A couple of times I relayed stories to friends: screaming phone calls, threats to my male friends and blatant stalking. People told me I was in danger, both physically and emotionally. I told them they didn’t understand.
Over time I’d become desensitized to unhealthy behaviour. It started small, a verbal outburst, a threat, a hand gripping my arm just that little bit too tight. Because of the way the abuse snuck in, I didn’t realize as it escalated. A little bit more each time can mean a big difference in the span of a couple of years.
But there was a point when I realized I was slipping, that each incident lead to the next, allowing the hurt that was inflicted upon me to become deeper each time. One day I looked back and pieced everything together. It seemed so simple, from past behaviour it should have been obvious that our relationship would reach that pivotal point.
Even now I feel like an imposter stating that I was a victim of domestic violence (emotional included). I feel as though my experiences are nothing compared to what other women go through, and that I have no right to use the term.
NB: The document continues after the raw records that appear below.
use std::sync::Arc;

use locker_core::error::Result;
use locker_core::types::{CommandStatus, EventType, KioskId, LockerStatus, Timestamp};
use locker_queue::CommandQueue;
use locker_state::StateManager;
use locker_store::StateDb;

/// Stale-command recovery and restart handling (§4.4). Never reopens a
/// locker as part of recovery — `Opening` rows unreachable by recovery
/// become `Error` (§8 property 5).
pub struct Recovery {
    db: Arc<StateDb>,
    queue: Arc<CommandQueue>,
    state: Arc<StateManager>,
    stale_threshold_secs: i64,
}

impl Recovery {
    pub fn new(
        db: Arc<StateDb>,
        queue: Arc<CommandQueue>,
        state: Arc<StateManager>,
        stale_threshold_secs: u64,
    ) -> Self {
        Self {
            db,
            queue,
            state,
            stale_threshold_secs: stale_threshold_secs as i64,
        }
    }

    /// On kiosk startup: emit `restart`, then recover this kiosk's stale
    /// commands. The kiosk's own in-memory idempotency cache is cleared by
    /// the kiosk process itself (it isn't store-backed).
    pub async fn on_kiosk_startup(
        &self,
        kiosk_id: &KioskId,
        now: Timestamp,
        now_ms: i64,
    ) -> Result<usize> {
        self.db.append_event(
            kiosk_id.clone(),
            None,
            EventType::Restart,
            "system",
            serde_json::json!({}),
            now,
        )?;
        self.recover_stale_commands(Some(kiosk_id), now, now_ms)
    }

    /// On Gateway startup: global stale-command recovery, sweep `Reserved`
    /// lockers past their window, and force unverifiable `Opening` lockers
    /// to `Error`.
    pub async fn on_gateway_startup(&self, now: Timestamp, now_ms: i64) -> Result<()> {
        self.recover_stale_commands(None, now, now_ms)?;
        self.state.sweep_expired_reservations(now).await?;
        self.recover_unverifiable_opening_lockers(now).await?;
        Ok(())
    }

    /// Periodic sweep (≥ every 60s per §4.3) run by the Gateway's background
    /// loop. `executed_at` is millisecond-resolution, so staleness is judged
    /// against `now_ms`, not the second-granularity `now`.
    pub fn recover_stale_commands(
        &self,
        kiosk_id: Option<&KioskId>,
        now: Timestamp,
        now_ms: i64,
    ) -> Result<usize> {
        let mut recovered = 0;
        for command in self.db.iter_executing_commands()? {
            if let Some(k) = kiosk_id {
                if &command.kiosk_id != k {
                    continue;
                }
            }
            let executed_at = match command.executed_at {
                Some(t) => t,
                None => continue,
            };
            if now_ms - executed_at < self.stale_threshold_secs * 1000 {
                continue;
            }
            if command.status != CommandStatus::Executing {
                continue; // raced with a normal completion
            }
            self.queue
                .fail(&command.command_id, "stale_lease", true, now, now_ms)?;
            recovered += 1;
        }
        Ok(recovered)
    }

    async fn recover_unverifiable_opening_lockers(&self, now: Timestamp) -> Result<usize> {
        let mut recovered = 0;
        for locker in self.db.iter_all_lockers()? {
            if locker.status != LockerStatus::Opening {
                continue;
            }
            self.state
                .pulse_failed(&locker.key(), "unverifiable_after_restart", now)
                .await?;
            recovered += 1;
        }
        Ok(recovered)
    }
}

#[cfg(test)]
mod tests {
    use super::*;
    use locker_core::types::{CommandPayload, KioskId, Locker};
    use locker_queue::QueueLimits;

    fn setup() -> (Arc<StateDb>, Arc<CommandQueue>, Arc<StateManager>, tempfile::TempDir) {
        let dir = tempfile::tempdir().unwrap();
        let db = Arc::new(StateDb::open(dir.path()).unwrap());
        let queue = Arc::new(CommandQueue::new(db.clone(), QueueLimits::default()));
        let state = Arc::new(StateManager::new(db.clone(), 90));
        (db, queue, state, dir)
    }

    #[tokio::test]
    async fn stale_executing_command_returns_to_pending_with_incremented_retry() {
        let (db, queue, state, _dir) = setup();
        let kiosk_id = KioskId::new("KIOSK-1");

        let (cmd, _) = queue
            .enqueue(
                kiosk_id.clone(),
                CommandPayload::OpenLocker {
                    locker_id: 1,
                    staff_user: "alice".into(),
                    reason: "test".into(),
                    override_vip: false,
                },
                None,
                1000,
            )
            .unwrap();
        queue.claim_next(&kiosk_id, 1000, 1_000_000).unwrap();

        let recovery = Recovery::new(db.clone(), queue.clone(), state, 30);
        let recovered = recovery
            .recover_stale_commands(None, 1000 + 40, 1_000_000 + 40_000)
            .unwrap();
        assert_eq!(recovered, 1);

        let row = queue.status(&cmd.command_id).unwrap();
        assert_eq!(row.status, CommandStatus::Pending);
        assert_eq!(row.retry_count, 1);
    }

    #[tokio::test]
    async fn opening_locker_unreachable_by_recovery_becomes_error_not_free_or_owned() {
        let (db, queue, state, _dir) = setup();
        let kiosk_id = KioskId::new("KIOSK-1");
        db.put_locker(&Locker::free(kiosk_id.clone(), 1)).unwrap();
        state
            .staff_open(&locker_core::types::LockerKey::new(kiosk_id.clone(), 1), "alice", false, false, 1000)
            .await
            .unwrap();

        let recovery = Recovery::new(db.clone(), queue, state.clone(), 30);
        recovery.on_gateway_startup(2000, 2_000_000).await.unwrap();

        let locker = state
            .get(&locker_core::types::LockerKey::new(kiosk_id, 1))
            .unwrap();
        assert_eq!(locker.status, LockerStatus::Error);
    }
}
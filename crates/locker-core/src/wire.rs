//! Shared HTTP wire shapes (§6) used by both `locker-gateway`/`locker-panel`
//! (serialize) and `locker-client` (deserialize), so the contract can't drift
//! between server and client.

use serde::{Deserialize, Serialize};

use crate::types::{Command, CommandPayload, CommandType, KioskStatus, LockerNum, Timestamp};

#[derive(Clone, Debug, Serialize, Deserialize)]
pub struct EnqueueRequest {
    pub kiosk_id: String,
    pub command_type: CommandType,
    pub payload: CommandPayload,
    #[serde(default)]
    pub command_id: Option<String>,
}

#[derive(Clone, Debug, Serialize, Deserialize)]
pub struct EnqueueResponse {
    pub command_id: String,
    pub status: String, // "accepted" | "duplicate"
}

/// Stable contract consumed by the Panel UI (§6).
#[derive(Clone, Debug, Serialize, Deserialize)]
pub struct CommandStatusResponse {
    pub command_id: String,
    pub status: String,
    pub command_type: String,
    #[serde(skip_serializing_if = "Option::is_none")]
    pub locker_id: Option<LockerNum>,
    #[serde(skip_serializing_if = "Option::is_none")]
    pub locker_ids: Option<Vec<LockerNum>>,
    pub created_at: Timestamp,
    pub executed_at: Option<Timestamp>,
    pub completed_at: Option<Timestamp>,
    pub duration_ms: Option<i64>,
    pub last_error: Option<String>,
    pub retry_count: u32,
}

impl From<&Command> for CommandStatusResponse {
    fn from(c: &Command) -> Self {
        let ids = c.payload.locker_ids();
        let (locker_id, locker_ids) = match c.command_type() {
            CommandType::BulkOpen => (None, Some(ids)),
            _ => (ids.first().copied(), None),
        };
        Self {
            command_id: c.command_id.clone(),
            status: c.status.as_str().to_string(),
            command_type: c.command_type().as_str().to_string(),
            locker_id,
            locker_ids,
            created_at: c.created_at,
            executed_at: c.executed_at,
            completed_at: c.completed_at,
            duration_ms: c.duration_ms(),
            last_error: c.last_error.clone(),
            retry_count: c.retry_count,
        }
    }
}

#[derive(Clone, Debug, Serialize, Deserialize)]
pub struct FailRequest {
    pub error: String,
    pub retryable: bool,
}

/// Reports the outcome of a single locker's pulse within a command (§4.5
/// step 6 resolves locker state per-locker; step 7 resolves the command as
/// a whole — `bulk_open` needs both, since each coil is independent
/// hardware and a partial failure should not block the lockers that did
/// open from leaving `Opening`).
#[derive(Clone, Debug, Serialize, Deserialize)]
pub struct PulseResultRequest {
    pub command_id: String,
    pub succeeded: bool,
    #[serde(default)]
    pub error: Option<String>,
    /// Whether a failed pulse is worth retrying. Lets the Gateway tell a
    /// transient failure with attempts left apart from one that has
    /// exhausted its retries — only the latter should move the locker to
    /// `Error` (§4.2).
    #[serde(default)]
    pub retryable: bool,
}

#[derive(Clone, Debug, Serialize, Deserialize)]
pub struct HeartbeatRequest {
    pub kiosk_id: String,
    pub version: String,
    #[serde(default)]
    pub zone: Option<String>,
    pub channel_count: u32,
    pub hardware_ok: bool,
    #[serde(default)]
    pub last_command_at: Option<Timestamp>,
}

#[derive(Clone, Debug, Serialize, Deserialize)]
pub struct KioskSummary {
    pub kiosk_id: String,
    pub status: KioskStatus,
    pub last_seen: Timestamp,
    pub hardware_ok: bool,
    pub channel_count: u32,
}

#[derive(Clone, Debug, Serialize, Deserialize)]
pub struct RfidScanRequest {
    pub uid_or_device_hash: String,
    pub owner_type: String, // "rfid" | "device"
}

#[derive(Clone, Debug, Serialize, Deserialize)]
pub struct CoilTarget {
    pub card_address: u8,
    pub channel: u8,
}

#[derive(Clone, Debug, Serialize, Deserialize)]
pub struct RfidScanResponse {
    pub action: String, // "pulse" | "reject"
    #[serde(skip_serializing_if = "Option::is_none")]
    pub coil: Option<CoilTarget>,
    #[serde(skip_serializing_if = "Option::is_none")]
    pub locker_id: Option<LockerNum>,
    pub reason: String,
}

#[derive(Clone, Debug, Serialize, Deserialize)]
pub struct RfidResultRequest {
    pub locker_id: LockerNum,
    pub uid_or_device_hash: String,
    pub succeeded: bool,
}

#[derive(Clone, Debug, Serialize, Deserialize)]
pub struct ErrorResponse {
    pub code: String,
    pub message: String,
}

#[derive(Clone, Debug, Serialize, Deserialize)]
pub struct OpenLockerRequest {
    pub staff_user: String,
    pub reason: String,
    #[serde(default)]
    pub override_vip: bool,
}

#[derive(Clone, Debug, Serialize, Deserialize)]
pub struct BulkOpenRequest {
    pub kiosk_id: String,
    pub locker_ids: Vec<LockerNum>,
    pub staff_user: String,
    pub reason: String,
    pub interval_ms: u64,
    #[serde(default = "default_true")]
    pub exclude_vip: bool,
}

fn default_true() -> bool {
    true
}

#[derive(Clone, Debug, Serialize, Deserialize)]
pub struct BlockRequest {
    pub staff_user: String,
    pub reason: String,
}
The thing is though, that’s not true. I was a victim – relative to other people’s relationships – or not.
There’s a dark, stigmatic cloud hovering around the terms ‘abuse’ and ‘domestic violence.’ We don’t want to use them or be associated with them. We rationalize, deny, keep on going back.
But it’s not fair to ourselves and it’s not good for our souls. When we see bad behaviour, we have to speak up – especially when the victim is us.
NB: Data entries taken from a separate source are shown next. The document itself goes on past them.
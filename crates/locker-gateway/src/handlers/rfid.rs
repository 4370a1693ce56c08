use axum::extract::{Path, State};
use axum::Json;

use locker_core::error::LockerError;
use locker_core::types::{KioskId, LockerKey, LockerNum};
use locker_core::wire::{CoilTarget, RfidResultRequest, RfidScanRequest, RfidScanResponse};
use locker_intake::{dispatch, Action, OwnedLocker, OwnershipLookup};

use crate::error::{ApiError, ApiResult};
use crate::state::{now, AppState};

/// Adapts the State Manager to `locker-intake`'s dispatch trait — the only
/// place that trait is implemented for real, since only the Gateway process
/// holds a `StateManager`.
struct StateManagerLookup<'a>(&'a locker_state::StateManager);

impl OwnershipLookup for StateManagerLookup<'_> {
    fn find_owned_locker(&self, kiosk_id: &KioskId, owner_key: &str) -> Option<OwnedLocker> {
        self.0
            .list_for_kiosk(kiosk_id)
            .ok()?
            .into_iter()
            .find(|l| l.owner_key.as_deref() == Some(owner_key))
            .map(|l| OwnedLocker {
                locker_id: l.locker_id,
                status: l.status,
            })
    }
}

/// `POST /kiosks/{kiosk_id}/rfid/scan` (§4.7). The Kiosk has already
/// debounced and normalized the uid/device hash before calling this; the
/// Gateway resolves which State Manager transition applies and, on success,
/// tells the Kiosk which coil to pulse.
pub async fn scan(
    State(state): State<AppState>,
    Path(kiosk_id): Path<String>,
    Json(req): Json<RfidScanRequest>,
) -> ApiResult<Json<RfidScanResponse>> {
    let kiosk_id = KioskId::new(kiosk_id);
    let now = now();
    let owner_key = req.uid_or_device_hash;

    let lookup = StateManagerLookup(&state.state);
    let action = dispatch(&lookup, &kiosk_id, &owner_key);

    let outcome = match action {
        Action::AssignRfid => state
            .state
            .assign_rfid(&kiosk_id, &owner_key, now)
            .await
            .map(|l| l.locker_id),
        Action::ConfirmOwnership { locker_id } => {
            let key = LockerKey::new(kiosk_id.clone(), locker_id);
            state
                .state
                .confirm_ownership(&key, &owner_key, now)
                .await
                .map(|l| l.locker_id)
        }
        Action::PresentRfid { locker_id } => {
            let key = LockerKey::new(kiosk_id.clone(), locker_id);
            state
                .state
                .present_rfid(&key, &owner_key, now)
                .await
                .map(|l| l.locker_id)
        }
    };

    match outcome {
        Ok(locker_id) => Ok(Json(RfidScanResponse {
            action: "pulse".to_string(),
            coil: Some(coil_for(locker_id)),
            locker_id: Some(locker_id),
            reason: "ok".to_string(),
        })),
        Err(e) => Ok(Json(reject(e))),
    }
}

fn coil_for(locker_id: LockerNum) -> CoilTarget {
    let (card_address, channel) = locker_core::config::Config::card_and_channel(locker_id);
    CoilTarget {
        card_address,
        channel,
    }
}

/// Scan failures are surfaced to the kiosk UI, not as HTTP errors — a
/// rejected scan is an expected outcome of the flow, not a fault.
fn reject(error: LockerError) -> RfidScanResponse {
    let reason = match &error {
        LockerError::AlreadyOwns => "already_owns",
        LockerError::NoLockersAvailable => "no_lockers_available",
        LockerError::OwnershipMismatch => "ownership_mismatch",
        LockerError::Conflict(_) => "conflict",
        _ => "error",
    };
    RfidScanResponse {
        action: "reject".to_string(),
        coil: None,
        locker_id: None,
        reason: reason.to_string(),
    }
}

/// `POST /kiosks/{kiosk_id}/rfid/result` — the Kiosk reports whether its
/// pulse succeeded, resolving the `Opening` locker just like
/// `pulse-result` does for staff commands.
pub async fn result(
    State(state): State<AppState>,
    Path(kiosk_id): Path<String>,
    Json(req): Json<RfidResultRequest>,
) -> ApiResult<()> {
    let key = LockerKey::new(KioskId::new(kiosk_id), req.locker_id);
    let now = now();

    if req.succeeded {
        state.state.pulse_succeeded(&key, now).await?;
    } else {
        state
            .state
            .pulse_failed(&key, "rfid_pulse_failed", now)
            .await?;
    }
    Ok(())
}

#[cfg(test)]
mod tests {
    use super::*;

    #[test]
    fn coil_for_matches_the_locker_to_card_mapping() {
        let coil = coil_for(17);
        assert_eq!(coil.card_address, 2);
        assert_eq!(coil.channel, 1);
    }

    #[test]
    fn reject_maps_known_errors_to_their_own_reason_and_falls_back_to_error() {
        assert_eq!(reject(LockerError::AlreadyOwns).reason, "already_owns");
        assert_eq!(
            reject(LockerError::NoLockersAvailable).reason,
            "no_lockers_available"
        );
        assert_eq!(
            reject(LockerError::OwnershipMismatch).reason,
            "ownership_mismatch"
        );
        assert_eq!(reject(LockerError::Conflict("x".into())).reason, "conflict");
        assert_eq!(reject(LockerError::CommandNotFound("x".into())).reason, "error");
    }

    #[test]
    fn reject_always_reports_pulse_action_as_reject_with_no_coil() {
        let response = reject(LockerError::AlreadyOwns);
        assert_eq!(response.action, "reject");
        assert!(response.coil.is_none());
        assert!(response.locker_id.is_none());
    }
}
use std::sync::Arc;

use locker_core::config::Config;
use locker_heartbeat::{HeartbeatTracker, Recovery};
use locker_queue::CommandQueue;
use locker_state::StateManager;
use locker_store::StateDb;

/// Shared handles for every handler. The Gateway is the sole owner of the
/// State Store, State Manager, Command Queue and Heartbeat Tracker — Kiosk
/// and Panel only ever reach these through HTTP via `locker-client`.
#[derive(Clone)]
pub struct AppState {
    pub db: Arc<StateDb>,
    pub state: Arc<StateManager>,
    pub queue: Arc<CommandQueue>,
    pub heartbeat: Arc<HeartbeatTracker>,
    pub recovery: Arc<Recovery>,
    pub config: Arc<Config>,
}

/// Unix seconds, UTC — the single clock every handler reads from.
pub fn now() -> locker_core::types::Timestamp {
    chrono::Utc::now().timestamp()
}

/// Unix milliseconds, UTC — for `executed_at`/`completed_at`, which need
/// finer resolution than the rest of the system's second-granularity clock.
pub fn now_ms() -> i64 {
    chrono::Utc::now().timestamp_millis()
}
One in three Australian women will experience violence from the age of 15. One in five women have been stalked. Most make it out with a couple of scratches, a bit of trauma. But one is killed by her partner, or ex-partner, every week. As stated by chief of army David Morrison, ‘if we lost someone to a shark every week, there would be, as there already are, laws to do something about it.’ This fact alone is reason to speak up. As one of the lucky ones, I would be doing these women an injustice by staying quiet.
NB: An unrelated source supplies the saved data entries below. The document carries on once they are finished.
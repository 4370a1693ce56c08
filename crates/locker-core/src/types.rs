//! Shared wire/storage types for the locker facility control system.
//!
//! Core domain types: `Locker`, `Event`, `Command`, `KioskHeartbeat`,
//! `VipContract`.

use serde::{Deserialize, Serialize};
use std::fmt;

/// Unix timestamp, seconds, UTC.
pub type Timestamp = i64;

/// Room-level kiosk identifier (e.g. `"KIOSK-1"`).
#[derive(Clone, PartialEq, Eq, Hash, PartialOrd, Ord, Serialize, Deserialize)]
pub struct KioskId(pub String);

impl KioskId {
    pub fn new(s: impl Into<String>) -> Self {
        Self(s.into())
    }

    pub fn as_str(&self) -> &str {
        &self.0
    }
}

impl fmt::Display for KioskId {
    fn fmt(&self, f: &mut fmt::Formatter<'_>) -> fmt::Result {
        write!(f, "{}", self.0)
    }
}

impl fmt::Debug for KioskId {
    fn fmt(&self, f: &mut fmt::Formatter<'_>) -> fmt::Result {
        write!(f, "KioskId({})", self.0)
    }
}

/// Locker number within a kiosk, 1-based.
pub type LockerNum = u32;

/// Composite locker identity `(kiosk_id, id)`.
#[derive(Clone, PartialEq, Eq, Hash, PartialOrd, Ord, Serialize, Deserialize, Debug)]
pub struct LockerKey {
    pub kiosk_id: KioskId,
    pub locker_id: LockerNum,
}

impl LockerKey {
    pub fn new(kiosk_id: KioskId, locker_id: LockerNum) -> Self {
        Self { kiosk_id, locker_id }
    }

    /// Storage key bytes: `kiosk_id` UTF-8, NUL separator, big-endian locker id.
    pub fn storage_key(&self) -> Vec<u8> {
        let mut key = self.kiosk_id.0.as_bytes().to_vec();
        key.push(0);
        key.extend_from_slice(&self.locker_id.to_be_bytes());
        key
    }
}

impl fmt::Display for LockerKey {
    fn fmt(&self, f: &mut fmt::Formatter<'_>) -> fmt::Result {
        write!(f, "{}/{}", self.kiosk_id, self.locker_id)
    }
}

/// Locker lifecycle state (§4.2).
#[derive(Clone, Copy, PartialEq, Eq, Serialize, Deserialize, Debug)]
#[serde(rename_all = "snake_case")]
pub enum LockerStatus {
    Free,
    Reserved,
    Owned,
    Opening,
    Blocked,
    Error,
}

impl LockerStatus {
    pub fn as_str(&self) -> &'static str {
        match self {
            Self::Free => "free",
            Self::Reserved => "reserved",
            Self::Owned => "owned",
            Self::Opening => "opening",
            Self::Blocked => "blocked",
            Self::Error => "error",
        }
    }
}

/// Owner kind for a locker (§3 invariant ii/iii).
#[derive(Clone, Copy, PartialEq, Eq, Serialize, Deserialize, Debug)]
#[serde(rename_all = "snake_case")]
pub enum OwnerType {
    None,
    Rfid,
    Device,
    Vip,
}

/// What an `Opening` locker is mid-way through, so `pulseSucceeded` /
/// `pulseFailed` know which terminal state to apply (§4.2's table has two
/// distinct `Opening` rows — assign-intent and release-intent — plus staff
/// opens that must restore the locker's prior status rather than assign or
/// release ownership).
#[derive(Clone, Copy, PartialEq, Eq, Serialize, Deserialize, Debug)]
#[serde(rename_all = "snake_case")]
pub enum PendingIntent {
    RfidAssign,
    RfidRelease,
    StaffOpen { revert_to: LockerStatus },
    StaffRelease,
}

/// A locker row.
#[derive(Clone, PartialEq, Serialize, Deserialize, Debug)]
pub struct Locker {
    pub kiosk_id: KioskId,
    pub locker_id: LockerNum,
    pub status: LockerStatus,
    pub owner_type: OwnerType,
    pub owner_key: Option<String>,
    pub reserved_at: Option<Timestamp>,
    pub owned_at: Option<Timestamp>,
    pub is_vip: bool,
    pub display_name: Option<String>,
    pub version: u64,
    /// Transient — only meaningful while `status = Opening`.
    pub pending_intent: Option<PendingIntent>,
}

impl Locker {
    pub fn key(&self) -> LockerKey {
        LockerKey::new(self.kiosk_id.clone(), self.locker_id)
    }

    /// A freshly provisioned, non-VIP locker.
    pub fn free(kiosk_id: KioskId, locker_id: LockerNum) -> Self {
        Self {
            kiosk_id,
            locker_id,
            status: LockerStatus::Free,
            owner_type: OwnerType::None,
            owner_key: None,
            reserved_at: None,
            owned_at: None,
            is_vip: false,
            display_name: None,
            version: 0,
            pending_intent: None,
        }
    }

    /// A provisioned VIP locker, already owned by its contract holder.
    pub fn vip(kiosk_id: KioskId, locker_id: LockerNum, owner_key: String, now: Timestamp) -> Self {
        Self {
            kiosk_id,
            locker_id,
            status: LockerStatus::Owned,
            owner_type: OwnerType::Vip,
            owner_key: Some(owner_key),
            reserved_at: None,
            owned_at: Some(now),
            is_vip: true,
            display_name: None,
            version: 0,
            pending_intent: None,
        }
    }

    /// Invariant (i): Free implies no owner and no timestamps.
    pub fn invariant_free_has_no_owner(&self) -> bool {
        if self.status != LockerStatus::Free {
            return true;
        }
        self.owner_type == OwnerType::None
            && self.owner_key.is_none()
            && self.reserved_at.is_none()
            && self.owned_at.is_none()
    }

    /// Invariant (ii): Owned/Opening/Reserved implies an owner is set.
    pub fn invariant_owned_has_owner(&self) -> bool {
        match self.status {
            LockerStatus::Owned | LockerStatus::Opening | LockerStatus::Reserved => {
                self.owner_type != OwnerType::None && self.owner_key.is_some()
            }
            _ => true,
        }
    }
}

/// Append-only audit log entry (§3 Event).
#[derive(Clone, PartialEq, Serialize, Deserialize, Debug)]
pub struct Event {
    pub id: u64,
    pub timestamp: Timestamp,
    pub kiosk_id: KioskId,
    pub locker_id: Option<LockerNum>,
    pub event_type: EventType,
    pub actor: String,
    pub details: serde_json::Value,
}

#[derive(Clone, Copy, PartialEq, Eq, Serialize, Deserialize, Debug)]
#[serde(rename_all = "snake_case")]
pub enum EventType {
    RfidAssign,
    RfidRelease,
    StaffOpen,
    BulkOpen,
    Block,
    Unblock,
    VipAssign,
    VipRelease,
    Restart,
    CommandFailed,
    HardwareError,
    ReservationExpired,
}

impl EventType {
    pub fn as_str(&self) -> &'static str {
        match self {
            Self::RfidAssign => "rfid_assign",
            Self::RfidRelease => "rfid_release",
            Self::StaffOpen => "staff_open",
            Self::BulkOpen => "bulk_open",
            Self::Block => "block",
            Self::Unblock => "unblock",
            Self::VipAssign => "vip_assign",
            Self::VipRelease => "vip_release",
            Self::Restart => "restart",
            Self::CommandFailed => "command_failed",
            Self::HardwareError => "hardware_error",
            Self::ReservationExpired => "reservation_expired",
        }
    }
}

/// Command kind accepted at the queue (§3 Command).
#[derive(Clone, Copy, PartialEq, Eq, Serialize, Deserialize, Debug)]
#[serde(rename_all = "snake_case")]
pub enum CommandType {
    OpenLocker,
    BulkOpen,
    Block,
    Unblock,
}

impl CommandType {
    pub fn as_str(&self) -> &'static str {
        match self {
            Self::OpenLocker => "open_locker",
            Self::BulkOpen => "bulk_open",
            Self::Block => "block",
            Self::Unblock => "unblock",
        }
    }
}

#[derive(Clone, Copy, PartialEq, Eq, Serialize, Deserialize, Debug)]
#[serde(rename_all = "snake_case")]
pub enum CommandStatus {
    Pending,
    Executing,
    Completed,
    Failed,
    Cancelled,
}

impl CommandStatus {
    pub fn as_str(&self) -> &'static str {
        match self {
            Self::Pending => "pending",
            Self::Executing => "executing",
            Self::Completed => "completed",
            Self::Failed => "failed",
            Self::Cancelled => "cancelled",
        }
    }

    pub fn is_terminal(&self) -> bool {
        matches!(self, Self::Completed | Self::Failed | Self::Cancelled)
    }
}

/// Command payload — one variant per `CommandType`.
#[derive(Clone, PartialEq, Serialize, Deserialize, Debug)]
#[serde(rename_all = "snake_case")]
pub enum CommandPayload {
    OpenLocker {
        locker_id: LockerNum,
        staff_user: String,
        reason: String,
        #[serde(default)]
        override_vip: bool,
    },
    BulkOpen {
        locker_ids: Vec<LockerNum>,
        staff_user: String,
        reason: String,
        interval_ms: u64,
        exclude_vip: bool,
    },
    Block {
        locker_id: LockerNum,
        staff_user: String,
        reason: String,
    },
    Unblock {
        locker_id: LockerNum,
        staff_user: String,
        reason: String,
    },
}

impl CommandPayload {
    pub fn command_type(&self) -> CommandType {
        match self {
            Self::OpenLocker { .. } => CommandType::OpenLocker,
            Self::BulkOpen { .. } => CommandType::BulkOpen,
            Self::Block { .. } => CommandType::Block,
            Self::Unblock { .. } => CommandType::Unblock,
        }
    }

    pub fn staff_user(&self) -> &str {
        match self {
            Self::OpenLocker { staff_user, .. }
            | Self::BulkOpen { staff_user, .. }
            | Self::Block { staff_user, .. }
            | Self::Unblock { staff_user, .. } => staff_user,
        }
    }

    pub fn reason(&self) -> &str {
        match self {
            Self::OpenLocker { reason, .. }
            | Self::BulkOpen { reason, .. }
            | Self::Block { reason, .. }
            | Self::Unblock { reason, .. } => reason,
        }
    }

    /// Locker ids this command touches, in caller order.
    pub fn locker_ids(&self) -> Vec<LockerNum> {
        match self {
            Self::OpenLocker { locker_id, .. }
            | Self::Block { locker_id, .. }
            | Self::Unblock { locker_id, .. } => vec![*locker_id],
            Self::BulkOpen { locker_ids, .. } => locker_ids.clone(),
        }
    }
}

/// A durable, idempotent command queue row (§3 Command).
#[derive(Clone, PartialEq, Serialize, Deserialize, Debug)]
pub struct Command {
    pub command_id: String,
    pub kiosk_id: KioskId,
    pub payload: CommandPayload,
    pub status: CommandStatus,
    pub created_at: Timestamp,
    pub next_attempt_at: Timestamp,
    /// Millisecond-resolution, unlike the other timestamps on this row —
    /// see `duration_ms`.
    pub executed_at: Option<Timestamp>,
    /// Millisecond-resolution, unlike the other timestamps on this row —
    /// see `duration_ms`.
    pub completed_at: Option<Timestamp>,
    pub last_error: Option<String>,
    pub retry_count: u32,
    pub max_retries: u32,
}

impl Command {
    pub fn command_type(&self) -> CommandType {
        self.payload.command_type()
    }

    /// `duration_ms = completed_at − executed_at` when both are present.
    /// Both fields are millisecond-resolution Unix timestamps — unlike every
    /// other `Timestamp` on this row, which is whole seconds — so a
    /// sub-second pulse still reports a real, non-quantized duration.
    pub fn duration_ms(&self) -> Option<i64> {
        match (self.executed_at, self.completed_at) {
            (Some(e), Some(c)) => Some(c - e),
            _ => None,
        }
    }
}

#[derive(Clone, Copy, PartialEq, Eq, Serialize, Deserialize, Debug)]
#[serde(rename_all = "snake_case")]
pub enum KioskStatus {
    Online,
    Degraded,
    Offline,
}

/// Kiosk liveness row (§3 KioskHeartbeat).
#[derive(Clone, PartialEq, Serialize, Deserialize, Debug)]
pub struct KioskHeartbeat {
    pub kiosk_id: KioskId,
    pub last_seen: Timestamp,
    pub version: String,
    pub zone: Option<String>,
    pub status: KioskStatus,
    pub hardware_ok: bool,
    pub channel_count: u32,
    pub last_command_at: Option<Timestamp>,
}

/// VIP contract (§3 VipContract) — touched by the core only for its state
/// coupling with `Locker.is_vip` / `owner_type = Vip`.
#[derive(Clone, PartialEq, Serialize, Deserialize, Debug)]
pub struct VipContract {
    pub id: String,
    pub kiosk_id: KioskId,
    pub locker_id: LockerNum,
    pub owner_key: String,
    pub valid_from: Timestamp,
    pub valid_to: Option<Timestamp>,
    pub active: bool,
}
Privilege comes with responsibility. As a white woman, with access to education, enough money, free from racism and foreign cultural restrictions, I need to speak up. It’s my responsibility. And this time, my privilege is in the form of being a survivor of an abusive relationship.
No I’m not suggesting that we should all tell the world about our traumatic experiences. But use them as a starting point for conversation. Consider your experiences, compare them with others – remembering that abuse is not measured in severity.
Allow yourself to be empowered by releasing the fears of associating as a victim. Allow yourself to connect with others who’ve been through it as well. Allow yourself to be that girl, but put it in the past.
Of course I have to acknowledge that this isn’t where the problem lies. The perpetrator is to blame, but our mentality on the subject plays a large role in the outcome.
In honour of White Ribbon day I hope that someone reading this feels it’s their time to speak up. Perhaps that one in five woman will acknowledge her relationship is unhealthy and leave, telling other people about her experiences. Perhaps, if we keep on talking, some of the ones who don’t make it through will. Maybe, through a ripple effect of words, we can save a life.